Data items
^^^^
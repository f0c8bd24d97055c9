use chrono::NaiveDateTime;
use rust_decimal::Decimal;
use serde::{Deserialize, Serialize};

use crate::entities::leads;
use crate::models::common::Pagination;
use crate::models::quota::QuotaSnapshot;
use crate::models::subscription::SubscriptionSnapshot;

#[derive(Debug, Clone, Copy, PartialEq, Eq, Serialize, Deserialize)]
#[serde(rename_all = "SCREAMING_SNAKE_CASE")]
pub enum LeadStatus {
    Available,
    Sold,
    Closed,
}

impl std::fmt::Display for LeadStatus {
    fn fmt(&self, f: &mut std::fmt::Formatter<'_>) -> std::fmt::Result {
        match self {
            LeadStatus::Available => write!(f, "AVAILABLE"),
            LeadStatus::Sold => write!(f, "SOLD"),
            LeadStatus::Closed => write!(f, "CLOSED"),
        }
    }
}

impl std::str::FromStr for LeadStatus {
    type Err = String;

    fn from_str(s: &str) -> Result<Self, Self::Err> {
        match s.to_uppercase().as_str() {
            "AVAILABLE" => Ok(LeadStatus::Available),
            "SOLD" => Ok(LeadStatus::Sold),
            "CLOSED" => Ok(LeadStatus::Closed),
            _ => Err(format!("Unknown lead status: {}", s)),
        }
    }
}

/// Query filters for GET /api/leads
#[derive(Debug, Clone, Default, Deserialize)]
pub struct AvailableLeadsQuery {
    pub budget_min: Option<Decimal>,
    pub budget_max: Option<Decimal>,
    pub search: Option<String>,
    pub page: Option<u64>,
    pub limit: Option<u64>,
}

/// Lead projection with buyer contact fields masked.
/// The full row is only exposed through the purchased-leads endpoint.
#[derive(Debug, Clone, Serialize, Deserialize)]
pub struct LeadSummary {
    pub id: i32,
    pub title: String,
    pub product_name: String,
    pub budget: Option<Decimal>,
    pub quantity: i32,
    pub location: Option<String>,
    pub status: String,
    pub created_at: NaiveDateTime,
}

impl From<leads::Model> for LeadSummary {
    fn from(model: leads::Model) -> Self {
        Self {
            id: model.id,
            title: model.title,
            product_name: model.product_name,
            budget: model.budget,
            quantity: model.quantity,
            location: model.location,
            status: model.status,
            created_at: model.created_at,
        }
    }
}

/// Full lead detail including buyer contact fields
#[derive(Debug, Clone, Serialize, Deserialize)]
pub struct LeadDetail {
    pub id: i32,
    pub title: String,
    pub product_name: String,
    pub budget: Option<Decimal>,
    pub quantity: i32,
    pub location: Option<String>,
    pub status: String,
    pub buyer_name: String,
    pub buyer_email: Option<String>,
    pub buyer_phone: Option<String>,
    pub created_at: NaiveDateTime,
}

impl From<leads::Model> for LeadDetail {
    fn from(model: leads::Model) -> Self {
        Self {
            id: model.id,
            title: model.title,
            product_name: model.product_name,
            budget: model.budget,
            quantity: model.quantity,
            location: model.location,
            status: model.status,
            buyer_name: model.buyer_name,
            buyer_email: model.buyer_email,
            buyer_phone: model.buyer_phone,
            created_at: model.created_at,
        }
    }
}

/// Response for GET /api/leads. `message` carries the quota/subscription
/// gate explanation when the lead set is withheld; it is guidance, not an
/// error.
#[derive(Debug, Clone, Serialize, Deserialize)]
pub struct AvailableLeadsResponse {
    pub data: Vec<LeadSummary>,
    #[serde(skip_serializing_if = "Option::is_none")]
    pub quota: Option<QuotaSnapshot>,
    #[serde(skip_serializing_if = "Option::is_none")]
    pub subscription: Option<SubscriptionSnapshot>,
    pub pagination: Pagination,
    #[serde(skip_serializing_if = "Option::is_none")]
    pub message: Option<String>,
}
^^^^
## WHAT TO DO
Copy each line of the records above that carries the word "write".

## EXERCISE RESULT
            LeadStatus::Available => write!(f, "AVAILABLE"),
            LeadStatus::Sold => write!(f, "SOLD"),
            LeadStatus::Closed => write!(f, "CLOSED"),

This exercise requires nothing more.